Search the entries below for "collect", and copy each line where it appears.

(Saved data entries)
_ _ _ _
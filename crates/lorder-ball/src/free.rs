use lorder_core::{invert_letter, Word};

/// Letters in enumeration order: generators first, then their inverses.
pub fn letters(generators: &[char]) -> Vec<char> {
    generators
        .iter()
        .copied()
        .chain(generators.iter().copied().map(invert_letter))
        .collect()
}

/// Enumerates every freely reduced word of length at most `radius`.
///
/// Words come out layer by layer: the empty word, the single letters, then
/// each word of the previous layer extended by every letter that does not
/// cancel its last letter.
pub fn free_ball(generators: &[char], radius: usize) -> Vec<Word> {
    let letters = letters(generators);
    let mut words = vec![Word::empty()];
    if radius == 0 {
        return words;
    }
    let mut layer: Vec<Word> = letters.iter().map(|&letter| Word::letter(letter)).collect();
    words.extend(layer.iter().cloned());
    for _ in 1..radius {
        let mut next = Vec::with_capacity(layer.len() * letters.len());
        for word in &layer {
            next.extend(letters.iter().filter_map(|&letter| word.extended(letter)));
        }
        words.extend(next.iter().cloned());
        layer = next;
    }
    words
}

/// Number of words [`free_ball`] returns for `rank` generators.
pub fn free_ball_size(rank: usize, radius: usize) -> usize {
    if rank == 0 {
        return 1;
    }
    let branching = 2 * rank - 1;
    let mut layer = 2 * rank;
    let mut total = 1;
    for _ in 0..radius {
        total += layer;
        layer *= branching;
    }
    total
}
_ _ _ _
#### Finished task:
        .collect()
    let mut layer: Vec<Word> = letters.iter().map(|&letter| Word::letter(letter)).collect();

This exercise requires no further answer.